Nowhere on Earth's surface does Nature paint with more vivid colors, erect and mould on a more grandiose scale than in our Southwest. To describe the scenic wonders of this area would be a puny gesture. How can mortal man with his grimy ink pots catch the mood and the grandeur and the rugged nobility of Time's ageless carvings? Can cold words on cold paper, guided by man's narrow vision and narrower intellect, portray the warmth, the depth, the all-encompassing, the all-powerful message written in stone by the mad winds, the riotous storms and changing seasons of the tired Centuries, punctuated by the sardonic laughter of a bright Sun, whose aeons are but a fleeting paragraph scrawled in the Dust? We can only point to these temples of time and the river in awe and reverent silence. How diaphanous and evanescent, how unimportant the events of our life and times, when we stand before these pillars of Forever! The headlines of our day fade into nothing when viewed in surroundings which bear in bold outline a million years of History's story. It is good for the soul to pause occasionally and give heed to these sermons in colored stone, listen to the gentle symphonies of wind mellowed by the blue sky and bright sunshine, or shiver in the wild cacophony of Storm in these cathedrals of Agelessness.

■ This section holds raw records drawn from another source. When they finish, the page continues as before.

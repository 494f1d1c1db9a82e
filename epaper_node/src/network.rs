// ===============================================================================
// WIFI AND MQTT
// ===============================================================================
// Both links are brought up lazily by the scheduler's retry loop and torn down
// before deep sleep. Nothing here blocks beyond a single attempt.
// ===============================================================================

use std::sync::atomic::{AtomicBool, Ordering};
use std::sync::mpsc::{self, Receiver, Sender};
use std::sync::Arc;

use anyhow::{anyhow, bail, Context};
use embedded_svc::mqtt::client::{Details, QoS};
use epaper_node_core::hal::{MessageChannel, Network};
use esp_idf_svc::eventloop::EspSystemEventLoop;
use esp_idf_hal::modem::Modem;
use esp_idf_hal::peripheral::Peripheral;
use esp_idf_svc::mqtt::client::{EspMqttClient, EventPayload, MqttClientConfiguration};
use esp_idf_svc::nvs::EspDefaultNvsPartition;
use esp_idf_svc::wifi::{AuthMethod, BlockingWifi, ClientConfiguration, Configuration, EspWifi};
use log::*;

use crate::secrets::{MqttConfig, WiFiConfig};

/// Wi-Fi station, configured once and started on the first connect.
pub struct WifiNetwork {
    wifi: BlockingWifi<EspWifi<'static>>,
}

impl WifiNetwork {
    pub fn new(
        modem: impl Peripheral<P = Modem> + 'static,
        sys_loop: EspSystemEventLoop,
        nvs: EspDefaultNvsPartition,
        credentials: &WiFiConfig,
    ) -> anyhow::Result<Self> {
        let mut wifi =
            BlockingWifi::wrap(EspWifi::new(modem, sys_loop.clone(), Some(nvs))?, sys_loop)?;

        let wifi_config = Configuration::Client(ClientConfiguration {
            ssid: credentials
                .ssid
                .as_str()
                .try_into()
                .map_err(|_| anyhow!("Wi-Fi SSID is too long"))?,
            password: credentials
                .password
                .as_str()
                .try_into()
                .map_err(|_| anyhow!("Wi-Fi password is too long"))?,
            auth_method: if credentials.password.is_empty() {
                AuthMethod::None
            } else {
                AuthMethod::WPA2Personal
            },
            ..Default::default()
        });
        wifi.set_configuration(&wifi_config)?;

        Ok(Self { wifi })
    }
}

impl Network for WifiNetwork {
    fn connect(&mut self) -> anyhow::Result<()> {
        if !self.wifi.is_started()? {
            info!("Starting WiFi...");
            self.wifi.start()?;
        }
        if !self.wifi.is_connected()? {
            self.wifi.connect().context("WiFi association failed")?;
        }
        self.wifi.wait_netif_up().context("No IP address")?;
        Ok(())
    }

    fn disconnect(&mut self) -> anyhow::Result<()> {
        if self.wifi.is_connected()? {
            self.wifi.disconnect()?;
        }
        if self.wifi.is_started()? {
            self.wifi.stop()?;
        }
        info!("WiFi stopped");
        Ok(())
    }
}

/// Subscription to the content topic.
///
/// The MQTT client runs its own IDF task. Its callback only flips the
/// connection flag and forwards payloads of our topic into a queue that
/// `poll` drains.
pub struct MqttChannel {
    config: MqttConfig,
    client: Option<EspMqttClient<'static>>,
    connected: Arc<AtomicBool>,
    subscribed: bool,
    sender: Sender<Vec<u8>>,
    receiver: Receiver<Vec<u8>>,
}

impl MqttChannel {
    pub fn new(config: &MqttConfig) -> Self {
        let (sender, receiver) = mpsc::channel();
        Self {
            config: config.clone(),
            client: None,
            connected: Arc::new(AtomicBool::new(false)),
            subscribed: false,
            sender,
            receiver,
        }
    }

    fn start_client(&mut self) -> anyhow::Result<EspMqttClient<'static>> {
        info!("Initializing MQTT client for {}...", self.config.broker_url);

        let mqtt_config = MqttClientConfiguration {
            client_id: Some(self.config.client_id.as_str()),
            username: Some(self.config.mqtt_user.as_str()),
            password: Some(self.config.mqtt_pw.as_str()),
            ..Default::default()
        };

        let connected = self.connected.clone();
        let sender = self.sender.clone();
        let topic = self.config.topic.clone();
        let client = EspMqttClient::new_cb(&self.config.broker_url, &mqtt_config, move |event| {
            match event.payload() {
                EventPayload::Connected(_) => {
                    info!("MQTT Connected to broker");
                    connected.store(true, Ordering::SeqCst);
                }
                EventPayload::Disconnected => {
                    info!("MQTT disconnected from broker");
                    connected.store(false, Ordering::SeqCst);
                }
                EventPayload::Subscribed(msg_id) => {
                    info!("MQTT subscription confirmed (ID: {})", msg_id);
                }
                EventPayload::Received {
                    topic: t,
                    data,
                    details,
                    ..
                } => match details {
                    // only the first fragment carries the topic
                    Details::Complete | Details::InitialChunk(_) => {
                        if t == Some(topic.as_str()) {
                            debug!("MQTT payload: {} bytes", data.len());
                            let _ = sender.send(data.to_vec());
                        }
                    }
                    Details::SubsequentChunk(_) => {
                        debug!("MQTT continuation fragment dropped: {} bytes", data.len());
                    }
                },
                EventPayload::Error(e) => {
                    error!("MQTT error: {:?}", e);
                }
                _ => {}
            }
        })?;
        Ok(client)
    }
}

impl MessageChannel for MqttChannel {
    fn connect(&mut self) -> anyhow::Result<()> {
        if self.client.is_none() {
            self.client = Some(self.start_client()?);
            self.subscribed = false;
        }

        if !self.connected.load(Ordering::SeqCst) {
            bail!("MQTT broker not connected yet");
        }

        if !self.subscribed {
            let client = self
                .client
                .as_mut()
                .ok_or_else(|| anyhow!("MQTT client missing"))?;
            client.subscribe(&self.config.topic, QoS::AtLeastOnce)?;
            info!("Subscribed to topic: {}", self.config.topic);
            self.subscribed = true;
        }
        Ok(())
    }

    fn poll(&mut self) -> anyhow::Result<Option<Vec<u8>>> {
        // the sender lives in self, so the queue never disconnects
        Ok(self.receiver.try_recv().ok())
    }

    fn disconnect(&mut self) -> anyhow::Result<()> {
        if self.client.take().is_some() {
            info!("MQTT client stopped");
        }
        self.connected.store(false, Ordering::SeqCst);
        self.subscribed = false;
        Ok(())
    }
}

How amusing it must be to Nature, and her faithful servants, Time and the Weather, to view man's monument to Tomorrow and his tribute to the Past and Present on either side of this continent! We can imagine the raucous laughter and high mirth as Nature views these piles of glass, iron and concrete. "I have builded and destroyed for fifty million years. I will build and destroy long after your puny fairs and expositions have vanished into dust and forgetfulness. Only I can tell of Past; only I build for Tomorrow."
To point your way through our Southwest we present eight southwestern portraits for your consideration. The illustrations are by Lillian Wilhelm Smith and George Elbert Burr from two books of verse by Lou Ella Archer: "Canyon Shadows," and "Sonnets to the Southwest," used gratefully by Arizona Highways with permission of Mrs. Archer. The captions in verse are from her sonnets.

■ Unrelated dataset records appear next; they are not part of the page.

//! Node settings.
//!
//! The settings live in the `[node]` table of the same `secrets.toml` that
//! carries the Wi-Fi and MQTT credentials. Every field is optional and falls
//! back to the defaults below.

use core::time::Duration;

use anyhow::{ensure, Context};
use serde::Deserialize;

use crate::parser::{ContentParser, DEFAULT_SEPARATOR};

/// Listen window after an ordinary wake, and the short sleep after a forced redraw.
pub const WAKEUP_TIME_SECS: u64 = 10;
/// Deep-sleep duration after a listen episode.
pub const SLEEP_SECONDS: u64 = 600;
/// Ordinary wakes tolerated before the next wake forces a redraw.
pub const REDRAW_WAKE_THRESHOLD: u32 = 48;
/// Fixed backoff between connection attempts.
pub const CONNECT_RETRY_MS: u64 = 500;
/// Delay between message polls inside the listen window.
pub const POLL_INTERVAL_MS: u64 = 100;

/// Root of the `[node]` table.
#[derive(Deserialize, Debug, Clone, Default, PartialEq)]
#[serde(default)]
pub struct NodeConfig {
    pub timing: TimingConfig,
    pub battery: BatteryConfig,
    pub layout: LayoutConfig,
    pub content: ContentConfig,
}

/// Wake episode timing.
#[derive(Deserialize, Debug, Clone, PartialEq)]
#[serde(default)]
pub struct TimingConfig {
    pub wakeup_time_secs: u64,
    pub sleep_seconds: u64,
    pub redraw_wake_threshold: u32,
    pub connect_retry_ms: u64,
    pub poll_interval_ms: u64,
}

impl Default for TimingConfig {
    fn default() -> Self {
        Self {
            wakeup_time_secs: WAKEUP_TIME_SECS,
            sleep_seconds: SLEEP_SECONDS,
            redraw_wake_threshold: REDRAW_WAKE_THRESHOLD,
            connect_retry_ms: CONNECT_RETRY_MS,
            poll_interval_ms: POLL_INTERVAL_MS,
        }
    }
}

impl TimingConfig {
    pub fn wakeup_time(&self) -> Duration {
        Duration::from_secs(self.wakeup_time_secs)
    }

    pub fn sleep_duration(&self) -> Duration {
        Duration::from_secs(self.sleep_seconds)
    }

    pub fn connect_retry(&self) -> Duration {
        Duration::from_millis(self.connect_retry_ms)
    }

    pub fn poll_interval(&self) -> Duration {
        Duration::from_millis(self.poll_interval_ms)
    }
}

/// Battery divider and the voltage range mapped onto the level bar.
#[derive(Deserialize, Debug, Clone, Copy, PartialEq)]
#[serde(default)]
pub struct BatteryConfig {
    /// Battery volts per volt measured at the ADC pin.
    pub divider_ratio: f32,
    /// Voltage drawn as an empty bar.
    pub min_volts: f32,
    /// Voltage drawn as a full bar.
    pub max_volts: f32,
}

impl Default for BatteryConfig {
    fn default() -> Self {
        Self {
            divider_ratio: 2.0,
            min_volts: 3.3,
            max_volts: 4.2,
        }
    }
}

/// Pixel geometry of the rendered frame.
#[derive(Deserialize, Debug, Clone, Copy, PartialEq, Eq)]
#[serde(default)]
pub struct LayoutConfig {
    pub margin: u32,
    pub headline_height: u32,
    pub row_height: u32,
    pub battery_bar_height: u32,
}

impl Default for LayoutConfig {
    fn default() -> Self {
        Self {
            margin: 4,
            headline_height: 28,
            row_height: 22,
            battery_bar_height: 10,
        }
    }
}

#[derive(Deserialize, Debug, Clone, Copy, PartialEq, Eq)]
#[serde(default)]
pub struct ContentConfig {
    /// Character between `key=value` pairs.
    pub separator: char,
}

impl Default for ContentConfig {
    fn default() -> Self {
        Self {
            separator: DEFAULT_SEPARATOR,
        }
    }
}

/// The part of `secrets.toml` this crate cares about.
#[derive(Deserialize, Debug, Default)]
struct Document {
    #[serde(default)]
    node: NodeConfig,
}

impl NodeConfig {
    /// Reads the `[node]` table out of a whole `secrets.toml` document.
    ///
    /// Other tables are ignored. A missing `[node]` table yields the defaults.
    pub fn from_toml_document(text: &str) -> anyhow::Result<Self> {
        let document: Document = toml::from_str(text).context("Error parsing [node] settings")?;
        document.node.validate()?;
        Ok(document.node)
    }

    /// Rejects settings the scheduler or renderer cannot work with.
    pub fn validate(&self) -> anyhow::Result<()> {
        let timing = &self.timing;
        ensure!(timing.wakeup_time_secs > 0, "timing.wakeup_time_secs must be positive");
        ensure!(timing.sleep_seconds > 0, "timing.sleep_seconds must be positive");
        ensure!(timing.poll_interval_ms > 0, "timing.poll_interval_ms must be positive");

        let battery = &self.battery;
        ensure!(
            battery.divider_ratio > 0.0,
            "battery.divider_ratio must be positive, got {}",
            battery.divider_ratio
        );
        ensure!(
            battery.min_volts < battery.max_volts,
            "battery.min_volts ({}) must be below battery.max_volts ({})",
            battery.min_volts,
            battery.max_volts
        );

        ensure!(self.layout.row_height > 0, "layout.row_height must be positive");
        ensure!(
            self.content.separator != '=',
            "content.separator cannot be the key/value delimiter '='"
        );
        Ok(())
    }

    pub fn parser(&self) -> ContentParser {
        ContentParser::new(self.content.separator)
    }
}
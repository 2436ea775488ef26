//! Batch-level preprocessing: validation, encoding, and packing of raw records.

use log::{info, warn};
use rand::rngs::StdRng;
use rand::seq::SliceRandom;
use rand::{Rng, SeedableRng};
use rayon::prelude::*;

use crate::block::{PackedBlock, UnpackedRecord};
use crate::budget::LengthBudget;
use crate::config::PreprocessConfig;
use crate::encoder::{EncodePolicy, TurnEncoder};
use crate::error::{Result, SftpackError};
use crate::metrics::BatchStats;
use crate::packer::BinPacker;
use crate::record::RawRecord;
use crate::template::Template;
use crate::tokenizer::TokenizerHandle;
use crate::validate::{Admitted, ExampleValidator};

const BATCH_SEED_MIX: u64 = 0x9E37_79B9_7F4A_7C15;

/// Output of a full preprocessing run.
#[derive(Debug, Clone, PartialEq, Eq)]
pub enum ProcessedDataset {
    /// One record per admitted example.
    Unpacked(Vec<UnpackedRecord>),
    /// Fixed-capacity packed blocks.
    Packed(Vec<PackedBlock>),
}

impl ProcessedDataset {
    /// Number of emitted rows.
    #[must_use]
    pub fn len(&self) -> usize {
        match self {
            Self::Unpacked(records) => records.len(),
            Self::Packed(blocks) => blocks.len(),
        }
    }

    /// Returns `true` when nothing was emitted.
    #[must_use]
    pub fn is_empty(&self) -> bool {
        self.len() == 0
    }
}

/// Dataset plus the merged counters of every batch.
#[must_use]
#[derive(Debug, Clone)]
pub struct PreprocessOutput {
    /// Emitted rows in input order.
    pub dataset: ProcessedDataset,
    /// Counters summed across batches.
    pub stats: BatchStats,
}

/// Runs the encode → validate → pack pipeline over batches of raw records.
///
/// Each batch is a pure function of its records, the configuration, and a generator seeded
/// from `seed` and the batch index, so batches can run concurrently and reproducibly.
pub struct Preprocessor<'a> {
    cfg: PreprocessConfig,
    template: &'a dyn Template,
    tokenizer: &'a dyn TokenizerHandle,
    budget: &'a dyn LengthBudget,
    validator: ExampleValidator,
    packer: Option<BinPacker>,
}

impl<'a> Preprocessor<'a> {
    /// Validates the configuration and wires the collaborators together.
    pub fn new(
        cfg: PreprocessConfig,
        template: &'a dyn Template,
        tokenizer: &'a dyn TokenizerHandle,
        budget: &'a dyn LengthBudget,
    ) -> Result<Self> {
        cfg.validate()?;
        let packer = if cfg.packing_enabled() {
            Some(BinPacker::new(&cfg, tokenizer)?)
        } else {
            None
        };
        Ok(Self {
            validator: ExampleValidator::new(&cfg),
            cfg,
            template,
            tokenizer,
            budget,
            packer,
        })
    }

    /// Returns the active configuration.
    #[must_use]
    pub fn config(&self) -> &PreprocessConfig {
        &self.cfg
    }

    fn encoder(&self) -> TurnEncoder<'_> {
        TurnEncoder::new(
            self.template,
            self.tokenizer,
            self.budget,
            EncodePolicy::from_config(&self.cfg),
        )
    }

    /// Generator for the batch at `batch_index`.
    #[must_use]
    pub fn batch_rng(&self, batch_index: usize) -> StdRng {
        StdRng::seed_from_u64(self.cfg.seed ^ (batch_index as u64).wrapping_mul(BATCH_SEED_MIX))
    }

    /// Encodes one batch without packing: one output record per admitted example.
    pub fn preprocess_supervised(
        &self,
        records: &[RawRecord],
    ) -> Result<(Vec<UnpackedRecord>, BatchStats)> {
        let encoder = self.encoder();
        let mut stats = BatchStats::default();
        let mut rows = Vec::with_capacity(records.len());
        for record in records {
            stats.records += 1;
            if let Err(rejection) = self.validator.check_record(record) {
                stats.record_rejection(&rejection);
                continue;
            }
            match self.validator.admit_unpacked(encoder.encode(record)?) {
                Ok(example) => {
                    stats.admitted += 1;
                    stats.emitted_tokens += example.len();
                    rows.push(UnpackedRecord::new(
                        example,
                        record.images.clone(),
                        record.videos.clone(),
                    ));
                }
                Err(rejection) => stats.record_rejection(&rejection),
            }
        }
        Ok((rows, stats))
    }

    /// Encodes and packs one batch into fixed-capacity blocks.
    pub fn preprocess_packed<R: Rng + ?Sized>(
        &self,
        records: &[RawRecord],
        rng: &mut R,
    ) -> Result<(Vec<PackedBlock>, BatchStats)> {
        let packer = self.packer.as_ref().ok_or_else(|| {
            SftpackError::InvalidConfig("packing is disabled in the configuration".into())
        })?;
        let encoder = self.encoder();
        let mut stats = BatchStats::default();
        let mut candidates: Vec<Admitted> = Vec::with_capacity(records.len());
        for record in records {
            stats.records += 1;
            if let Err(rejection) = self.validator.check_record(record) {
                stats.record_rejection(&rejection);
                continue;
            }
            match self.validator.admit_for_packing(encoder.encode(record)?) {
                Ok(admitted) => candidates.push(admitted),
                Err(rejection) => stats.record_rejection(&rejection),
            }
        }
        stats.admitted = candidates.len();

        let outcome = packer.pack(&candidates, rng)?;
        stats.merge(&outcome.stats);
        Ok((outcome.blocks, stats))
    }

    /// Repeats records for each epoch and processes them in parallel batches.
    pub fn run(&self, records: &[RawRecord]) -> Result<PreprocessOutput> {
        let epochs = self.cfg.epoch_count()?;
        let expanded;
        let records = if epochs > 1 {
            let mut rng = StdRng::seed_from_u64(self.cfg.seed);
            expanded = expand_epochs(records, epochs, &mut rng);
            expanded.as_slice()
        } else {
            records
        };

        let batch_size = self.cfg.batch_size;
        let (dataset, stats) = if self.packer.is_some() {
            let batches = records
                .par_chunks(batch_size)
                .enumerate()
                .map(|(batch_index, batch)| {
                    let mut rng = self.batch_rng(batch_index);
                    let result = self.preprocess_packed(batch, &mut rng)?;
                    self.log_batch(batch_index, &result.1);
                    Ok(result)
                })
                .collect::<Result<Vec<_>>>()?;
            let mut stats = BatchStats::default();
            let mut blocks = Vec::new();
            for (batch_blocks, batch_stats) in batches {
                stats.merge(&batch_stats);
                blocks.extend(batch_blocks);
            }
            (ProcessedDataset::Packed(blocks), stats)
        } else {
            let batches = records
                .par_chunks(batch_size)
                .enumerate()
                .map(|(batch_index, batch)| {
                    let result = self.preprocess_supervised(batch)?;
                    self.log_batch(batch_index, &result.1);
                    Ok(result)
                })
                .collect::<Result<Vec<_>>>()?;
            let mut stats = BatchStats::default();
            let mut rows = Vec::new();
            for (batch_rows, batch_stats) in batches {
                stats.merge(&batch_stats);
                rows.extend(batch_rows);
            }
            (ProcessedDataset::Unpacked(rows), stats)
        };

        if stats.dropped() > 0 {
            warn!(
                "dropped {} of {} records ({} malformed, {} empty, {} oversize, {} wasteful)",
                stats.dropped(),
                stats.records,
                stats.malformed,
                stats.discarded,
                stats.oversize,
                stats.degenerate
            );
        }
        if dataset.is_empty() {
            return Err(SftpackError::EmptyDataset(self.cfg.stage));
        }
        Ok(PreprocessOutput { dataset, stats })
    }

    fn log_batch(&self, batch_index: usize, stats: &BatchStats) {
        if self.cfg.show_progress {
            info!(
                "batch {:>5} records {:>6} admitted {:>6} blocks {:>6} dropped {:>5}",
                batch_index,
                stats.records,
                stats.admitted,
                stats.blocks,
                stats.dropped()
            );
        }
    }
}

/// Concatenates `epochs` copies of `records`: the first in input order, the rest shuffled.
pub fn expand_epochs<R: Rng + ?Sized>(
    records: &[RawRecord],
    epochs: usize,
    rng: &mut R,
) -> Vec<RawRecord> {
    let mut expanded = Vec::with_capacity(records.len() * epochs);
    expanded.extend_from_slice(records);
    for _ in 1..epochs {
        let start = expanded.len();
        expanded.extend_from_slice(records);
        expanded[start..].shuffle(rng);
    }
    expanded
}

Grand Canyon, Beta-ta-kin, Canyon de Chelly and the desert scene show Nature's handiwork in Arizona. Zion Canyon, Bryce Canyon and Zion's Temple of Sinawava are in southern Utah and the majestic Enchanted Mesa is in eastern New Mexico.
These are all of easy access to the traveler, and they represent a small portion of the scenic jewels of the southwest that will bring wheels through the west this summer. R. C.